Focal Cortical Dysplasia: A Review of Pathological Features, Genetics, and Surgical Outcome

Vincent Y. Wang, M.D. Ph.D.; Edward F. Chang, M.D.; Nicholas M. Barbaro, M.D.


Neurosurg Focus. 2006;20(1) 

In This Article

Surgery for FCD

Since the report by Taylor, et al., in 1971,[50] FCD has become increasingly recognized as a cause of medically refractory epilepsy. With advances in neuroimaging and electrophysiological monitoring, lesions in FCD can be more accurately identified and are thus more amenable to resection.

Epilepsy remains the most common presentation of FCD. Approximately one half of patients with epilepsy have some form of FCD;[6] however, some patients with Type I FCD may not show symptoms or may show only mild cognitive impairment.

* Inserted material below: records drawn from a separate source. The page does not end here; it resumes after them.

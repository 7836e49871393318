//! Geo Feature Editor Library.
//! Interaktives Editieren von Vektor-Features: Stil-Auflösung, Selektion,
//! Transform-Interaktion, Verlauf und Editier-Sitzung.

pub mod app;
pub mod core;
pub mod shared;
pub mod style;

pub use app::{
    AppCommand, AppController, AppIntent, AppState, EditingSession, SelectionManager,
    TransformInteraction,
};
pub use core::{Extent, Feature, FeatureId, FeatureMap, Geometry, GeometryKind, Layer, MapView};
pub use shared::{EditorOptions, RenderScene};
pub use style::{StyleLayer, StyleResolver};
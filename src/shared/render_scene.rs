//! Render-Szene als expliziter Übergabevertrag zwischen App und Host-Renderer.
//!
//! Lebt im shared-Modul, da `app` sie baut und der Host sie konsumiert.

use glam::DVec2;

use crate::core::{Extent, FeatureId, Geometry, MapView};
use crate::style::StyleLayer;

/// Ein Feature mit seinem effektiven Stil für diesen Frame.
#[derive(Debug, Clone, PartialEq)]
pub struct StyledFeature {
    pub id: FeatureId,
    pub geometry: Geometry,
    /// Stil-Layer in Zeichenreihenfolge
    pub styles: Vec<StyleLayer>,
    pub selected: bool,
}

/// Laufende Zeichen-Skizze.
#[derive(Debug, Clone, Default, PartialEq)]
pub struct SketchPreview {
    pub vertices: Vec<DVec2>,
    /// Ring schließt sich zum ersten Punkt (Polygon)
    pub closed: bool,
}

/// Read-only Daten für einen Render-Frame.
#[derive(Debug, Clone, Default)]
pub struct RenderScene {
    /// Ansicht für diesen Frame
    pub view: MapView,
    /// Features sichtbarer Layer, unterster Layer zuerst
    pub features: Vec<StyledFeature>,
    /// Handle-Positionen der Transform-Interaktion
    pub handles: Vec<DVec2>,
    /// Box, an der die Handles hängen
    pub handle_box: Option<Extent>,
    pub sketch: Option<SketchPreview>,
}

impl RenderScene {
    /// Gibt zurück, ob etwas zu zeichnen ist.
    pub fn has_content(&self) -> bool {
        !self.features.is_empty() || self.sketch.is_some() || !self.handles.is_empty()
    }

    pub fn selected_count(&self) -> usize {
        self.features.iter().filter(|f| f.selected).count()
    }
}
//! Core-Domänentypen: Geometrien, Features, Layer, Kartenansicht, Spatial-Index.

pub mod feature;
pub mod geometry;
pub mod layer;
pub mod map;
pub mod pointer;
pub mod spatial;
pub mod view;

pub use feature::{
    AttributeValue, Attributes, Feature, FeatureId, ParseFeatureIdError, StyleOverride,
};
pub use geometry::{Extent, Geometry, GeometryKind, VertexRef};
pub use layer::{FeatureLoader, FeatureSource, Layer};
pub use map::FeatureMap;
pub use pointer::{Modifiers, PointerEvent};
pub use spatial::{SpatialIndex, VertexIndex, VertexMatch};
pub use view::{resolution_from_scale, MapView};
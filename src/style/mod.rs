//! Stil-Auflösung: Regeln, Resolver, Label-Vorlagen, Legende, Esri-Import.

pub mod esri;
pub mod label;
pub mod legend;
pub mod model;
pub mod resolver;
pub mod rule;

pub use label::{format_template, DEFAULT_LABEL_MAX_SCALE};
pub use legend::{LegendRow, LegendSwatch};
pub use model::{BaseStyle, CircleSymbol, Fill, IconSymbol, Stroke, StyleLayer, Symbol, TextLabel};
pub use resolver::{StyleConfig, StyleResolver};
pub use rule::{FieldMatch, StyleRule};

Medically refractory epilepsy is the main reason for surgical intervention in patients with FCD. Preoperative neuroimaging usually includes high-resolution MR imaging, which can reveal approximately 60 to 90% of cortical abnormalities in these patients.[4,6,10] Characteristic findings include an abnormal gyral pattern, increased cortical thickness, poor gray-white matter differentiation, and increased subcortical signal intensity on T2-weighted and fluid-attenuated inversion-recovery MR images.[4,6,11] Many patients, especially those with normal MR imaging findings, undergo additional diagnostic procedures. Scalp EEG is frequently used and was one of the more important modalities during early surgical series. Approximately one half to two thirds of patients with abnormal EEG findings have a regional ictal abnormality.[4,6] In some cases, intracranial subdural recordings, most commonly with grid arrays, are used. Chronic subdural recording allows identification of eloquent cortex, in addition to definition of the epileptogenic region.[6]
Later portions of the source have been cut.